A millionaire's club. Membership is hard to come by, waiting lists are infinite.

Located in the heart of Liverpool's economic district, alive with young professionals with expendable income.

The millionaire bachelor or bachelorette is an egotistic hedonist. The first, lower stage of the block is for said bachelor.

Bachelor(ette)s occupy a series of rooms, located around an atrium, existing solely as sleeping spaces. They allow for complete anonymity, and as a base in close proximity of the office and Liverpool's vibrant night life. Above the atrium, the bachelor(ette)s are reunited in communal spaces for physical and mental well-being.

Acting as a machine to generate and intensify human intercourse, the block- inspired by the programmatic segregation of the Downtown Athletics Club, New York- is structured around a vertical narrative, a criticism on everyday life.

The millionaire family, so used to living in large suburban dwellings, now wish to relocate to the city. The second, upper, stage of the block is for said family.

The millionaire family wish to relocate to an urban environment whilst still retaining the sense of ownership and identity they have in their suburban mansions- lost in most 'luxury' apartment blocks of today. They wish to live, rather than solely exist.

Lloyd Wright famously stated that 'the fireplace is the psychological centre of the home'. As part of a structural chimney stack system, fireplaces are located in each of the apartments in the upper stage of the block. These fireplaces, along with providing a focus for human activity in the apartments, act as a device for spatial segregation and generation. They provide a polyvalent space.

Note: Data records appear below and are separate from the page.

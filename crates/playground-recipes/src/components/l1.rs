//! L1 services: execution client, beacon node, validator client, relay and
//! the transaction spammer.

use super::hooks::{ChainWatchdog, FirstBlockHook};
use crate::{ComponentFactory, RecipeContext, Result};
use playground_artifacts::{GENESIS_FILE, JWT_FILE, TESTNET_DIR, VALIDATOR_DATA_DIR};
use playground_manifest::{ReadyCheck, Release, ReleaseFormat, Service, ServiceHooks, Volume};
use std::collections::BTreeMap;
use std::sync::Arc;
use std::time::Duration;

/// Reth container image
pub const RETH_IMAGE: &str = "ghcr.io/paradigmxyz/reth";
/// Reth version, shared by the image tag and the native release
pub const RETH_VERSION: &str = "v1.4.8";
/// Lighthouse container image
pub const LIGHTHOUSE_IMAGE: &str = "sigp/lighthouse";
/// Lighthouse image tag
pub const LIGHTHOUSE_TAG: &str = "v7.0.1";
/// Image bundling the playground relay
pub const UTILS_IMAGE: &str = "docker.io/flashbots/playground-utils";
/// Contender image
pub const CONTENDER_IMAGE: &str = "flashbots/contender";

/// Fee recipient used by beacon and validator clients
pub const FEE_RECIPIENT: &str = "0x690B9A9E9aa1C9dB991C7721a92d351Db4FaC990";

/// Reth binary from the GitHub releases of paradigmxyz/reth
pub fn reth_release() -> Release {
    Release {
        name: "reth".to_string(),
        org: "paradigmxyz".to_string(),
        repo: "reth".to_string(),
        version: RETH_VERSION.to_string(),
        arch: BTreeMap::from([
            ("linux/amd64".to_string(), "x86_64-unknown-linux-gnu".to_string()),
            ("linux/arm64".to_string(), "aarch64-unknown-linux-gnu".to_string()),
            ("darwin/arm64".to_string(), "aarch64-apple-darwin".to_string()),
        ]),
        format: ReleaseFormat::TarGz,
    }
}

/// Reth execution client
#[derive(Debug, Clone)]
pub struct Reth {
    /// Run from a downloaded release on the host
    pub native: bool,
    /// Dial the context bootnode
    pub use_bootnode: bool,
    /// Block time, sizes the watchdog stall window
    pub block_time: u64,
}

impl Default for Reth {
    fn default() -> Self {
        Self { native: false, use_bootnode: false, block_time: playground_artifacts::DEFAULT_BLOCK_TIME }
    }
}

impl Reth {
    fn stall_timeout(&self) -> Duration {
        Duration::from_secs((self.block_time * 5).max(30))
    }
}

impl ComponentFactory for Reth {
    fn kind(&self) -> &'static str {
        "reth"
    }

    fn build(&self, name: &str, ctx: &mut RecipeContext<'_>) -> Result<Service> {
        let enode = ctx.artifacts.next_enode()?;
        let verbosity = format!("-{}", "v".repeat(ctx.ex.log_level.verbosity()));

        let service = Service::new(name).with_component(self.kind());
        let service = if self.native {
            service.with_release(reth_release())
        } else {
            service
                .with_image(RETH_IMAGE)
                .with_tag(RETH_VERSION)
                .with_entrypoint("/usr/local/bin/reth")
        };

        let service = service
            .with_args([
                "node",
                "--chain",
                "/data/genesis.json",
                "--datadir",
                "/data_reth",
                "--color",
                "never",
                "--ipcpath",
                "/data_reth/reth.ipc",
                "--addr",
                "0.0.0.0",
                "--port",
                r#"{{Port "rlpx" 30303}}"#,
                "--discovery.port",
                r#"{{PortUDP "rlpx" 30303}}"#,
                "--p2p-secret-key",
                "/data/p2p_key.txt",
                "--http",
                "--http.addr",
                "0.0.0.0",
                "--http.api",
                "admin,eth,web3,net,rpc,mev,flashbots",
                "--http.port",
                r#"{{Port "http" 8545}}"#,
                "--authrpc.port",
                r#"{{Port "authrpc" 8551}}"#,
                "--authrpc.addr",
                "0.0.0.0",
                "--authrpc.jwtsecret",
                "/data/jwtsecret",
                "--metrics",
                r#"0.0.0.0:{{Port "metrics" 9090}}"#,
                "--engine.persistence-threshold",
                "0",
                "--engine.memory-block-buffer-target",
                "0",
            ])
            .with_args([verbosity])
            .with_args_if(self.use_bootnode, ["--bootnodes", "{{Bootnode}}"])
            .with_artifact("/data/genesis.json", GENESIS_FILE)
            .with_artifact("/data/jwtsecret", JWT_FILE)
            .with_artifact("/data/p2p_key.txt", enode.key_file)
            .with_volume("/data_reth", Volume::local_bind(format!("{}-data", name)))
            .with_ready_check(ReadyCheck::nc("http://localhost:8545").with_start_period(Duration::from_secs(2)));

        let hooks = self.hooks(&service);
        Ok(Service { hooks, ..service })
    }

    fn hooks(&self, _service: &Service) -> ServiceHooks {
        ServiceHooks {
            watchdog: Some(Arc::new(ChainWatchdog::new("http", self.stall_timeout()))),
            ready: Some(Arc::new(FirstBlockHook::new("http"))),
        }
    }
}

/// Lighthouse beacon node
#[derive(Debug, Clone)]
pub struct LighthouseBeacon {
    /// Execution client driven through the engine API
    pub execution: String,
    /// Relay used as external builder, if any
    pub relay: Option<String>,
}

impl Default for LighthouseBeacon {
    fn default() -> Self {
        Self { execution: "el".to_string(), relay: Some("mev-boost-relay".to_string()) }
    }
}

impl ComponentFactory for LighthouseBeacon {
    fn kind(&self) -> &'static str {
        "lighthouse-beacon"
    }

    fn build(&self, name: &str, ctx: &mut RecipeContext<'_>) -> Result<Service> {
        let mut service = Service::new(name)
            .with_component(self.kind())
            .with_image(LIGHTHOUSE_IMAGE)
            .with_tag(LIGHTHOUSE_TAG)
            .with_entrypoint("lighthouse")
            .with_args([
                "bn",
                "--datadir",
                "/data_beacon",
                "--testnet-dir",
                "/data/testnet-dir",
                "--enable-private-discovery",
                "--disable-peer-scoring",
                "--staking",
                "--enr-address",
                "127.0.0.1",
                "--enr-udp-port",
                r#"{{PortUDP "p2p" 9000}}"#,
                "--enr-tcp-port",
                r#"{{Port "p2p" 9000}}"#,
                "--enr-quic-port",
                r#"{{PortUDP "quic-p2p" 9100}}"#,
                "--port",
                r#"{{Port "p2p" 9000}}"#,
                "--quic-port",
                r#"{{PortUDP "quic-p2p" 9100}}"#,
                "--http",
                "--http-port",
                r#"{{Port "http" 3500}}"#,
                "--http-address",
                "0.0.0.0",
                "--http-allow-origin",
                "*",
                "--disable-packet-filter",
                "--target-peers",
                "0",
                "--execution-jwt",
                "/data/jwtsecret",
                "--always-prepare-payload",
                "--prepare-payload-lookahead",
                "8000",
                "--suggested-fee-recipient",
                FEE_RECIPIENT,
                "--debug-level",
            ])
            .with_args([ctx.ex.log_level.to_string()])
            .with_args([
                "--execution-endpoint".to_string(),
                format!(r#"{{{{Service "{}" "authrpc" "http" ""}}}}"#, self.execution),
            ]);

        if let Some(relay) = &self.relay {
            service = service.with_args([
                "--builder".to_string(),
                format!(r#"{{{{Service "{}" "http" "http" ""}}}}"#, relay),
                "--builder-fallback-epochs-since-finalization".to_string(),
                "0".to_string(),
                "--builder-fallback-disable-checks".to_string(),
            ]);
        }

        Ok(service
            .with_artifact("/data/testnet-dir", TESTNET_DIR)
            .with_artifact("/data/jwtsecret", JWT_FILE)
            .with_volume("/data_beacon", Volume::local_bind(format!("{}-data", name)))
            .depends_on_healthy(&self.execution)
            .with_ready_check(
                ReadyCheck::http("http://localhost:3500/eth/v1/node/syncing")
                    .with_start_period(Duration::from_secs(1))
                    .with_retries(30),
            ))
    }
}

/// Lighthouse validator client holding the interop keys
#[derive(Debug, Clone)]
pub struct LighthouseValidator {
    /// Beacon node to attach to
    pub beacon: String,
}

impl Default for LighthouseValidator {
    fn default() -> Self {
        Self { beacon: "beacon".to_string() }
    }
}

impl ComponentFactory for LighthouseValidator {
    fn kind(&self) -> &'static str {
        "lighthouse-validator"
    }

    fn build(&self, name: &str, ctx: &mut RecipeContext<'_>) -> Result<Service> {
        Ok(Service::new(name)
            .with_component(self.kind())
            .with_image(LIGHTHOUSE_IMAGE)
            .with_tag(LIGHTHOUSE_TAG)
            .with_entrypoint("lighthouse")
            .with_args([
                "vc".to_string(),
                "--datadir".to_string(),
                "/data/validator".to_string(),
                "--testnet-dir".to_string(),
                "/data/testnet-dir".to_string(),
                "--init-slashing-protection".to_string(),
                "--beacon-nodes".to_string(),
                format!(r#"{{{{Service "{}" "http" "http" ""}}}}"#, self.beacon),
                "--suggested-fee-recipient".to_string(),
                FEE_RECIPIENT.to_string(),
                "--builder-proposals".to_string(),
                "--prefer-builder-proposals".to_string(),
                "--debug-level".to_string(),
                ctx.ex.log_level.to_string(),
            ])
            .with_artifact("/data/validator", VALIDATOR_DATA_DIR)
            .with_artifact("/data/testnet-dir", TESTNET_DIR)
            .depends_on_healthy(&self.beacon))
    }
}

/// Local MEV-Boost relay that also acts as the block builder of last resort
#[derive(Debug, Clone)]
pub struct MevBoostRelay {
    /// Beacon node the relay follows
    pub beacon: String,
    /// Builder validating submissions, if any
    pub validation: Option<String>,
}

impl Default for MevBoostRelay {
    fn default() -> Self {
        Self { beacon: "beacon".to_string(), validation: None }
    }
}

impl ComponentFactory for MevBoostRelay {
    fn kind(&self) -> &'static str {
        "mev-boost-relay"
    }

    fn build(&self, name: &str, _ctx: &mut RecipeContext<'_>) -> Result<Service> {
        let mut service = Service::new(name)
            .with_component(self.kind())
            .with_image(UTILS_IMAGE)
            .with_tag("latest")
            .with_entrypoint("mev-boost-relay")
            .with_env("ALLOW_SYNCING_BEACON_NODE", "1")
            .with_args([
                "--api-listen-addr".to_string(),
                "0.0.0.0".to_string(),
                "--api-listen-port".to_string(),
                r#"{{Port "http" 5555}}"#.to_string(),
                "--beacon-client-addr".to_string(),
                format!(r#"{{{{Service "{}" "http" "http" ""}}}}"#, self.beacon),
            ]);

        if let Some(validation) = &self.validation {
            service = service.with_args([
                "--validation-server-addr".to_string(),
                format!(r#"{{{{Service "{}" "http" "http" ""}}}}"#, validation),
            ]);
        }

        Ok(service
            .depends_on_healthy(&self.beacon)
            .with_ready_check(
                ReadyCheck::http("http://localhost:5555/eth/v1/builder/status").with_retries(30),
            ))
    }
}

/// Contender transaction spammer aimed at an execution client
#[derive(Debug, Clone)]
pub struct Contender {
    /// Execution client receiving the transactions
    pub target: String,
}

impl Default for Contender {
    fn default() -> Self {
        Self { target: "el".to_string() }
    }
}

impl ComponentFactory for Contender {
    fn kind(&self) -> &'static str {
        "contender"
    }

    fn build(&self, name: &str, ctx: &mut RecipeContext<'_>) -> Result<Service> {
        let funder = ctx
            .artifacts
            .accounts
            .last()
            .map(|account| account.key.to_string())
            .unwrap_or_default();

        Ok(Service::new(name)
            .with_component(self.kind())
            .with_image(CONTENDER_IMAGE)
            .with_tag("latest")
            .with_args([
                "spam".to_string(),
                "--tps".to_string(),
                "20".to_string(),
                "--forever".to_string(),
                "-r".to_string(),
                format!(r#"{{{{Service "{}" "http" "http" ""}}}}"#, self.target),
                "-p".to_string(),
                funder,
                "fill-block".to_string(),
            ])
            .with_args(ctx.ex.contender.extra_args.iter().cloned())
            .depends_on_healthy(&self.target))
    }
}

#[cfg(test)]
mod tests {
    use super::*;

    #[test]
    fn test_reth_release_targets() {
        let release = reth_release();
        assert_eq!(
            release.download_url("linux/amd64").unwrap(),
            format!(
                "https://github.com/paradigmxyz/reth/releases/download/{0}/reth-{0}-x86_64-unknown-linux-gnu.tar.gz",
                RETH_VERSION
            )
        );
        assert!(release.download_url("windows/amd64").is_err());
    }

    #[test]
    fn test_watchdog_window_has_floor() {
        assert_eq!(Reth::default().stall_timeout(), Duration::from_secs(60));
        let fast = Reth { block_time: 2, ..Reth::default() };
        assert_eq!(fast.stall_timeout(), Duration::from_secs(30));
    }
}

Derived from Herman Hertzberger and Aldo Van Eyck's criticism of flexibility - in which they forcefully dispel the average generality of screen/partition flexibility - polyvalent spaces, consisting of archetypal form, which can not only absorb a program, but also generate one. For example, a cube containing a podium. This evokes program relating to a stage [theatre], table [dining room], or bed [bedroom].

Graham Burn


The students were set the challenge of master-planning a tight urban block in the heart of Liverpool’s world heritage site only a stone throw away from the omnipresent Mersey. The site represented a formidable challenge because it is bound by no less than five listed buildings which represent Victorian Liverpool at the height of its prosperity including Peter Ellis’ groundbreaking Oriel Chambers of 1864. Contrastingly Allford Hall Monaghan Morris’ Unity building of 1997 marks the north edge of the site and Liverpool’s current renaissance.
Students master-planned the block by placing an Art House Cinema with associated public space and Luxury Urban Apartments into the context. The cinema was developed in the 1st Semester and the Apartments in the 2nd.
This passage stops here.